PARK CITY, Utah — The biblical adage that the sins of the father shall be visited on the son gets quite a workout in Jim Mickle’s bloody, brooding action-thriller “Cold in July,” which premiered here at Sundance to a rousing response on Tuesday. Mickle then came out and told the crowd in the Eccles Center something that helped me make sense of this fast-rising genre filmmaker’s career. Someone asked about the electronic score to this East Texas tale of father-son vengeance, and Mickle replied that it was a tribute to the classic soundtracks of genre-movie legend John Carpenter, who often wrote his own music.

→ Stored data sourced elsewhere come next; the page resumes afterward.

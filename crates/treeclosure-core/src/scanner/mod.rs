pub mod chunked;
pub mod fs;
pub mod item;
pub mod queue;

pub use chunked::{ChunkReport, ChunkedScanner, ScanServices, StartOutcome};
pub use fs::{ChildEntry, FileSystem, LocalFs};
pub use item::{AncestorRecord, ItemHandle, QueueItem};
pub use queue::{ScanQueue, QUEUE_SNAPSHOT_KEY};
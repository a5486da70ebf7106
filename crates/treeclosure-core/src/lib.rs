pub mod analysis;
pub mod config;
pub mod error;
pub mod kv;
pub mod progress;
pub mod scanner;
pub mod scheduler;
pub mod status;
pub mod storage;
pub mod tree;

pub use config::{AppConfig, ScanSettings};
pub use error::{Error, Result};
pub use kv::{KvStore, MemoryKv};
pub use progress::{ProgressReporter, ScanEvent, SilentReporter};
pub use scanner::{ChunkReport, ChunkedScanner, LocalFs, ScanServices, StartOutcome};
pub use scheduler::{KvScheduler, Scheduler, PROCESS_CHUNK_HOOK};
pub use status::{ScanState, ScanStatus, StatusTracker};
pub use storage::{Database, TreeStore};
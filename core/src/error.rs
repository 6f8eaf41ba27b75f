use std::path::PathBuf;

pub type Result<T> = std::result::Result<T, Error>;

#[derive(Debug, thiserror::Error)]
pub enum Error {
    /// A matcher parameter name that does not belong to the active schema.
    #[error("Invalid parameter: {0}")]
    InvalidParameter(String),

    #[error("Unknown setting '{name}' in {path}")]
    UnknownSettingName { name: String, path: PathBuf },

    #[error("Missing calibration data: {0}")]
    MissingCalibrationData(String),

    #[error("Dimension mismatch: {0}")]
    DimensionMismatch(String),

    #[error("Calibration is degenerate: RMS reprojection error {rms:.4} px exceeds {bound:.4} px")]
    DegenerateCalibration { rms: f64, bound: f64 },

    #[error("Calibration error: {0}")]
    CalibrationError(String),

    #[error("Invalid input: {0}")]
    InvalidInput(String),

    #[error("Parse error in {path} at line {line}: {message}")]
    Parse {
        path: PathBuf,
        line: usize,
        message: String,
    },

    #[error("IO error: {0}")]
    Io(#[from] std::io::Error),

    #[error("Serialization error: {0}")]
    Serialization(#[from] serde_json::Error),
}
//! Lens distortion correction for points and rectification maps.

use crate::Result;
use cv_core::{CameraIntrinsics, Distortion, Error};
use nalgebra::{Matrix3, Matrix3x4, Point2, Vector3};
use rayon::prelude::*;

/// Undistort pixel coordinates into normalized camera coordinates.
pub fn undistort_normalized(
    point: &Point2<f64>,
    intrinsics: &CameraIntrinsics,
    distortion: &Distortion,
) -> Point2<f64> {
    let xd = (point.x - intrinsics.cx) / intrinsics.fx;
    let yd = (point.y - intrinsics.cy) / intrinsics.fy;
    let (xu, yu) = distortion.remove(xd, yd);
    Point2::new(xu, yu)
}

/// Undistort a set of 2D pixel coordinates, optionally rotating them by
/// `rectification` and re-projecting them with `projection`.
///
/// Without a projection the undistorted points keep the camera's own
/// intrinsics.
pub fn undistort_points(
    distorted_points: &[Point2<f64>],
    intrinsics: &CameraIntrinsics,
    distortion: &Distortion,
    rectification: Option<&Matrix3<f64>>,
    projection: Option<&Matrix3x4<f64>>,
) -> Result<Vec<Point2<f64>>> {
    if intrinsics.fx.abs() <= 1e-12 || intrinsics.fy.abs() <= 1e-12 {
        return Err(Error::InvalidInput(
            "undistort_points requires non-zero focal lengths".to_string(),
        ));
    }

    let r = rectification.copied().unwrap_or_else(Matrix3::identity);
    let k = projection
        .map(|p| p.fixed_view::<3, 3>(0, 0).into_owned())
        .unwrap_or_else(|| intrinsics.matrix());

    let mut out = Vec::with_capacity(distorted_points.len());
    for p in distorted_points {
        let n = undistort_normalized(p, intrinsics, distortion);
        let ray = r * Vector3::new(n.x, n.y, 1.0);
        let pix = k * (ray / ray.z);
        out.push(Point2::new(pix.x, pix.y));
    }
    Ok(out)
}

/// Create remap matrices for undistortion with rectification.
///
/// Entry `y * width + x` holds the source pixel that lands on `(x, y)` in
/// the rectified image. Pixels with no source get `-1`, which the remapper
/// treats as outside the image.
pub fn init_undistort_rectify_map(
    image_size: (u32, u32),
    intrinsics: &CameraIntrinsics,
    distortion: &Distortion,
    rectification: &Matrix3<f64>,
    new_intrinsics: &CameraIntrinsics,
) -> Result<(Vec<f32>, Vec<f32>)> {
    if image_size.0 == 0 || image_size.1 == 0 {
        return Err(Error::InvalidInput(
            "init_undistort_rectify_map requires non-zero image size".to_string(),
        ));
    }
    let (width, height) = image_size;
    let len = width as usize * height as usize;
    let mut map_x = vec![-1.0f32; len];
    let mut map_y = vec![-1.0f32; len];

    let k_new_inv = new_intrinsics.inverse_matrix();
    let r_inv = rectification.transpose();

    map_x
        .par_chunks_mut(width as usize)
        .zip(map_y.par_chunks_mut(width as usize))
        .enumerate()
        .for_each(|(y, (row_x, row_y))| {
            for x in 0..width as usize {
                let dst = Vector3::new(x as f64, y as f64, 1.0);
                let original_norm = r_inv * (k_new_inv * dst);

                if original_norm[2].abs() <= 1e-12 {
                    continue;
                }
                let xn = original_norm[0] / original_norm[2];
                let yn = original_norm[1] / original_norm[2];
                let (xd, yd) = distortion.apply(xn, yn);

                row_x[x] = (intrinsics.fx * xd + intrinsics.cx) as f32;
                row_y[x] = (intrinsics.fy * yd + intrinsics.cy) as f32;
            }
        });

    Ok((map_x, map_y))
}
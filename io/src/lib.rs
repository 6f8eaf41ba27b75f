//! Point cloud file I/O
//!
//! ASCII PLY with `x y z` float positions and `red green blue` byte colors,
//! readable by MeshLab and most point cloud viewers.

pub mod ply;

pub use ply::{read_ply, read_ply_file, write_ply, write_ply_file, PLY_HEADER_TEMPLATE};

pub use cv_core::{Error, Result};
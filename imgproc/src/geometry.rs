use crate::{Error, Result};
use image::{ImageBuffer, Pixel};
use rayon::prelude::*;

#[derive(Debug, Clone, Copy, PartialEq, Eq, Default)]
pub enum Interpolation {
    #[default]
    Nearest,
    Linear,
}

#[derive(Debug, Clone, Copy, PartialEq, Eq)]
pub enum BorderMode {
    Constant(u8),
    Replicate,
    Reflect101,
}

/// Resolves an out-of-range coordinate according to `mode`.
/// `None` means the constant border value applies.
pub fn map_coord(coord: isize, len: usize, mode: BorderMode) -> Option<usize> {
    let n = len as isize;
    if n <= 0 {
        return None;
    }

    match mode {
        BorderMode::Constant(_) => {
            if coord < 0 || coord >= n {
                None
            } else {
                Some(coord as usize)
            }
        }
        BorderMode::Replicate => Some(coord.clamp(0, n - 1) as usize),
        BorderMode::Reflect101 => {
            if n == 1 {
                return Some(0);
            }
            let period = 2 * n - 2;
            let mut c = coord % period;
            if c < 0 {
                c += period;
            }
            if c >= n {
                c = period - c;
            }
            Some(c as usize)
        }
    }
}

struct Source<'a> {
    raw: &'a [u8],
    width: usize,
    height: usize,
    channels: usize,
}

impl Source<'_> {
    fn channel(&self, x: isize, y: isize, c: usize, border: BorderMode) -> f32 {
        match (
            map_coord(x, self.width, border),
            map_coord(y, self.height, border),
        ) {
            (Some(ix), Some(iy)) => self.raw[(iy * self.width + ix) * self.channels + c] as f32,
            _ => match border {
                BorderMode::Constant(v) => v as f32,
                _ => 0.0,
            },
        }
    }

    fn sample_into(
        &self,
        x: f32,
        y: f32,
        interpolation: Interpolation,
        border: BorderMode,
        out: &mut [u8],
    ) {
        if !x.is_finite() || !y.is_finite() {
            let v = match border {
                BorderMode::Constant(v) => v,
                _ => 0,
            };
            out.fill(v);
            return;
        }
        match interpolation {
            Interpolation::Nearest => {
                let xi = x.round() as isize;
                let yi = y.round() as isize;
                for (c, px) in out.iter_mut().enumerate() {
                    *px = self.channel(xi, yi, c, border) as u8;
                }
            }
            Interpolation::Linear => {
                let x0 = x.floor() as isize;
                let y0 = y.floor() as isize;
                let fx = x - x0 as f32;
                let fy = y - y0 as f32;
                for (c, px) in out.iter_mut().enumerate() {
                    let v00 = self.channel(x0, y0, c, border);
                    let v10 = self.channel(x0 + 1, y0, c, border);
                    let v01 = self.channel(x0, y0 + 1, c, border);
                    let v11 = self.channel(x0 + 1, y0 + 1, c, border);
                    let v0 = v00 * (1.0 - fx) + v10 * fx;
                    let v1 = v01 * (1.0 - fx) + v11 * fx;
                    *px = (v0 * (1.0 - fy) + v1 * fy).round().clamp(0.0, 255.0) as u8;
                }
            }
        }
    }
}

/// Builds a `width x height` image whose pixel `(x, y)` is sampled from
/// `src` at `(map_x[i], map_y[i])` with `i = y * width + x`.
///
/// Works for any 8-bit pixel layout, so the same maps rectify both
/// grayscale and color frames.
pub fn remap<P>(
    src: &ImageBuffer<P, Vec<u8>>,
    map_x: &[f32],
    map_y: &[f32],
    width: u32,
    height: u32,
    interpolation: Interpolation,
    border: BorderMode,
) -> Result<ImageBuffer<P, Vec<u8>>>
where
    P: Pixel<Subpixel = u8>,
{
    let expected = width as usize * height as usize;
    if map_x.len() != expected || map_y.len() != expected {
        return Err(Error::DimensionMismatch(format!(
            "remap maps have {}/{} entries, expected {}x{} = {}",
            map_x.len(),
            map_y.len(),
            width,
            height,
            expected
        )));
    }

    let mut dst: ImageBuffer<P, Vec<u8>> = ImageBuffer::new(width, height);
    if expected == 0 {
        return Ok(dst);
    }
    crate::validate_image_size(src.width(), src.height())?;

    let channels = P::CHANNEL_COUNT as usize;
    let source = Source {
        raw: src.as_raw(),
        width: src.width() as usize,
        height: src.height() as usize,
        channels,
    };
    let w = width as usize;

    let buf: &mut [u8] = &mut dst;
    buf.par_chunks_mut(w * channels)
        .enumerate()
        .for_each(|(y, row)| {
            for (x, px) in row.chunks_exact_mut(channels).enumerate() {
                let idx = y * w + x;
                source.sample_into(map_x[idx], map_y[idx], interpolation, border, px);
            }
        });

    Ok(dst)
}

That cleared it all up: Mickle is the new Carpenter, and if you’re into that kind of thing and haven’t heard about him, you soon will.
Mickle made one of the most vigorous and unjaded of all recent vampire-zombie movies, “Stake Land,” and hardly anyone noticed. Then he made the American version of the Mexican cannibal movie “We Are What We Are,” transforming the flesh-eaters into a hidden Christian cult in the backcountry of upstate New York. People started to notice that one; it was a thoroughgoing reinvention of the original movie, with a distinctively haunted American atmosphere, and not just a remake. “Cold in July,” which was adapted by Mickle and his writing partner Nick Damici from a late-‘80s crime novel by Joe R. Lansdale, ought to complete the process of getting him noticed. While walking away from the theater, I overheard a producer-type on her phone back to New York or L.A., holding an impromptu meeting whose subject was: How do we get this guy to make our next movie?
Built around nifty yin-yang paired performances by Michael C. Hall and Sam Shepard, along with a huge comic-relief assist from Don Johnson and his fire-engine red Caddy, “Cold in July” is tense, gripping, gruesome, often hilarious, brilliantly engineered and highly satisfying. Its atmosphere is so compelling that one is tempted to haul out clichés about cutting the East Texas heat with a knife, when in fact this movie, like Mickle’s earlier features, was made in New York. (The central portion of the Empire State has a near-Appalachian quality that can pass for many other humid-climate locations.) Hall, who just completed several years as a serial killer on “Dexter,” plays an unexceptional everyman here, albeit one who gets unexpectedly dragged into a nightmarish criminal underworld. His character, Richard, runs a frame shop on a small town’s main street, circa 1989, and has never had a run-in with the law until the night he shoots a burglar in his family’s home. The shooting is accidental and Richard feels terrible, but the local sheriff (co-writer Damici) assures him it’s no big deal. This is gun-crazy Texas, after all, and the dude was in his house. Clear-cut self-defense, case closed. Right?
Well, no. First there’s the dead guy’s scary dad, Russel (Shepard, at his creaky, ominous best), who shows up straight out of prison, looking for revenge and trailing creepy omens through Richard’s house: Bullets dropped like breadcrumbs through his kid’s bedroom; a teddy bear with one eye gouged out. But the sheriff convinces Richard and his goody-two-shoes wife (Vinessa Shaw, in a series of fabulously awful outfits) to serve as bait to bring in Russel, launching a terrifying cat-and-mouse game that appears to end well. Then Richard makes an accidental discovery that casts doubt on every so-called fact of the story to this point, launching a delirious thrill-ride that includes him saving Russel from a horrible death and then kidnapping him, and the two of them taking an increasingly violent road trip to Houston in the company of a private eye called Jim Bob Luke, delightfully underplayed by Don Johnson in a grim demeanor and outrageous cowboy fashions.
There are certainly moments in “Cold in July” where I reflected that the story had left plausible reality far behind. Or, to be more specific, that the characters were still convincing even as their situation had become totally ridiculous. But one could say the same about virtually every Carpenter film — and what matters most in this kind of movie is whether you want to take the ride, not whether you think real people would be likely to do these dreadful things. This unlikely trio of characters is so finely balanced and so seductive that we keep rooting for them even as they mutate into vigilante video-game heroes taking on a heavily armed nest of bad guys in an apocalyptic showdown.
Mickle understands the psychological, spiritual and even erotic appeal of a violent and damaged character like Shepard’s brooding, haunted Russel, and sees that Richard is drawn to the older man — the father of a long-missing boy who is now a man around Richard’s age — for reasons he can’t control. “Cold in July” plays by thriller rules and teaches its lessons according to thriller morality, which decrees that bad things happen because we secretly want them to. But this thriller, which could easily have been routine straight-to-VOD garbage in another director’s hands, has a powerful undertow that makes it seem more profound than that, more observant of essential patterns in human nature. Is that an illusion? Maybe so, but Jim Mickle isn’t — this dude can make movies.